What is Ross Syndrome?
The sweat glands take on a crucial task in the human body, especially within thermoregulation. If there is a risk of overheating, they secrete perspiration, which dries on the skin due to the ambient air and provides evaporation cooling. The more you sweat, the sooner the body cools down again. For hyperhydration definition, please visit electronicsmatter.com.
In addition to these functions, sweat acts as an antimicrobial acid mantle and thus protects the skin. If the sweat glands fail, the organism therefore lacks important abilities. The inability to produce or secrete sweat is referred to in the medical literature as anhidrosis.
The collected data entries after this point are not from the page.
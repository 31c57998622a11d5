//! # filebox-database
//!
//! The document store for Filebox file records: the [`store::FileStore`]
//! trait, PostgreSQL connection management, migrations, and the concrete
//! Postgres and in-memory implementations.

pub mod connection;
pub mod memory;
pub mod migration;
pub mod postgres;
pub mod store;

pub use memory::MemoryFileStore;
pub use postgres::PgFileStore;
pub use store::FileStore;
//! Request extractors.

pub mod auth;

pub use auth::{AuthUser, MaybeAuthUser};
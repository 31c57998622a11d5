//! Shared domain-neutral types: typed identifiers and pagination.

pub mod id;
pub mod pagination;

pub use id::{BlobId, FileId, UserId};
pub use pagination::{PAGE_SIZE, PageQuery};
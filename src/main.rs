//! Filebox server — file storage with token-authenticated access.
//!
//! Main entry point that wires the stores and services together and
//! starts the HTTP server.

use std::sync::Arc;

use tracing_subscriber::{EnvFilter, fmt};

use filebox_api::state::AppState;
use filebox_core::config::AppConfig;
use filebox_core::error::AppError;
use filebox_core::traits::{BlobStore, SessionStore};
use filebox_database::FileStore;

#[tokio::main]
async fn main() {
    let env = std::env::var("FILEBOX_ENV").unwrap_or_else(|_| "development".to_string());

    let config = match AppConfig::load(&env) {
        Ok(c) => c,
        Err(e) => {
            eprintln!("Failed to load configuration: {e}");
            std::process::exit(1);
        }
    };

    init_logging(&config);

    if let Err(e) = run(config).await {
        tracing::error!("Server error: {e}");
        std::process::exit(1);
    }
}

/// Initialize tracing/logging
fn init_logging(config: &AppConfig) {
    let filter =
        EnvFilter::try_from_default_env().unwrap_or_else(|_| EnvFilter::new(&config.logging.level));

    match config.logging.format.as_str() {
        "json" => {
            fmt()
                .json()
                .with_env_filter(filter)
                .with_target(true)
                .init();
        }
        _ => {
            fmt().pretty().with_env_filter(filter).with_target(true).init();
        }
    }
}

/// Main server run function
async fn run(config: AppConfig) -> Result<(), AppError> {
    tracing::info!("Starting Filebox v{}", env!("CARGO_PKG_VERSION"));

    tracing::info!("Connecting to database...");
    let db_pool = filebox_database::connection::create_pool(&config.database).await?;

    tracing::info!("Running database migrations...");
    filebox_database::migration::run_migrations(&db_pool).await?;
    tracing::info!("Database migrations complete");

    tracing::info!("Connecting to session store...");
    let sessions: Arc<dyn SessionStore> =
        Arc::new(filebox_auth::RedisSessionStore::connect(&config.session).await?);

    let files: Arc<dyn FileStore> = Arc::new(filebox_database::PgFileStore::new(db_pool));
    let blobs: Arc<dyn BlobStore> =
        Arc::new(filebox_storage::LocalBlobStore::new(&config.storage.root_path));

    let addr = format!("{}:{}", config.server.host, config.server.port);
    let state = AppState::new(Arc::new(config), sessions, files, blobs);
    let app = filebox_api::build_router(state);

    let listener = tokio::net::TcpListener::bind(&addr)
        .await
        .map_err(|e| AppError::internal(format!("Failed to bind {addr}: {e}")))?;

    tracing::info!("Filebox server listening on {addr}");

    axum::serve(listener, app)
        .with_graceful_shutdown(async {
            shutdown_signal().await;
            tracing::info!("Shutdown signal received, starting graceful shutdown...");
        })
        .await
        .map_err(|e| AppError::internal(format!("Server error: {e}")))?;

    tracing::info!("Filebox server shut down gracefully");
    Ok(())
}

/// Wait for shutdown signal (Ctrl+C or SIGTERM)
async fn shutdown_signal() {
    let ctrl_c = async {
        tokio::signal::ctrl_c()
            .await
            .expect("Failed to install Ctrl+C handler");
    };

    #[cfg(unix)]
    let terminate = async {
        tokio::signal::unix::signal(tokio::signal::unix::SignalKind::terminate())
            .expect("Failed to install SIGTERM handler")
            .recv()
            .await;
    };

    #[cfg(not(unix))]
    let terminate = std::future::pending::<()>();

    tokio::select! {
        _ = ctrl_c => {},
        _ = terminate => {},
    }
}
//! Request/response logging middleware.

use std::time::Instant;

use axum::extract::Request;
use axum::middleware::Next;
use axum::response::Response;
use tracing::info;

/// Logs request method, path, status, and duration.
pub async fn request_logging(request: Request, next: Next) -> Response {
    let method = request.method().clone();
    let uri = request.uri().clone();
    let start = Instant::now();

    let response = next.run(request).await;

    let duration = start.elapsed();
    let status = response.status();

    info!(
        method = %method,
        path = %uri.path(),
        status = %status.as_u16(),
        duration_ms = %duration.as_millis(),
        "HTTP request"
    );

    response
}
//! Health check handler.

use axum::Json;
use axum::extract::State;

use crate::dto::response::HealthResponse;
use crate::state::AppState;

/// GET /health
///
/// Probes the session and document stores; a store that errors reports
/// as unavailable rather than failing the endpoint.
pub async fn health(State(state): State<AppState>) -> Json<HealthResponse> {
    let redis = state.sessions.health_check().await.unwrap_or(false);
    let db = state.files.health_check().await.unwrap_or(false);
    Json(HealthResponse { redis, db })
}
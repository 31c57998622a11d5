//! # filebox-api
//!
//! HTTP API layer for Filebox built on Axum.
//!
//! Provides the REST endpoints for file records and content, the
//! token-based auth extractors, request/response DTOs, middleware, and
//! the mapping from domain errors to HTTP responses.

pub mod dto;
pub mod error;
pub mod extractors;
pub mod handlers;
pub mod middleware;
pub mod router;
pub mod state;

pub use error::ApiError;
pub use router::build_router;
pub use state::AppState;
//! Request body DTOs.

use serde::Deserialize;
use serde_json::Value;

use filebox_entity::file::ParentRef;

use filebox_service::file::CreateRecordRequest;

/// Body of `POST /files`.
///
/// Every field is optional at the deserialization layer; the service
/// applies the real validation so the error ordering stays in one
/// place. `parentId` is kept as raw JSON because the wire accepts both
/// the number `0` and identifier strings.
#[derive(Debug, Clone, Default, Deserialize)]
#[serde(rename_all = "camelCase")]
pub struct UploadRequest {
    pub name: Option<String>,
    #[serde(rename = "type")]
    pub record_type: Option<String>,
    pub parent_id: Option<Value>,
    #[serde(default)]
    pub is_public: bool,
    pub data: Option<String>,
}

impl From<UploadRequest> for CreateRecordRequest {
    fn from(body: UploadRequest) -> Self {
        CreateRecordRequest {
            name: body.name,
            record_type: body.record_type,
            parent: ParentRef::from_body(body.parent_id.as_ref()),
            is_public: body.is_public,
            data: body.data,
        }
    }
}
//! Database migration runner.

use sqlx::PgPool;
use tracing::info;

use filebox_core::error::{AppError, ErrorKind};

/// Run all pending database migrations.
pub async fn run_migrations(pool: &PgPool) -> Result<(), AppError> {
    info!("Running database migrations...");

    sqlx::migrate!("../../migrations")
        .run(pool)
        .await
        .map_err(|e| {
            AppError::with_source(
                ErrorKind::Database,
                format!("Failed to run migrations: {e}"),
                e,
            )
        })?;

    info!("Database migrations completed successfully");
    Ok(())
}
Various diseases can cause anhidrosis.
One of them is Ross syndrome, also known as familial anhidrosis or anhidrosis syndrome. The complex of symptoms was first described in 1958. AT Ross, who gave the syndrome his name, is considered to be the first to describe it. Ross syndrome is an extremely rare genetic disorder. Not even 50 cases have been documented since the first description. In addition to a lack of sweat secretion, the syndrome is characterized by a failure of the muscle’s own reflexes.
Causes
The causes of Ross syndrome have not yet been finally clarified. However, scientists and physicians now know that Ross syndrome corresponds to a genetic disease. Familial accumulation has been observed in the cases documented so far.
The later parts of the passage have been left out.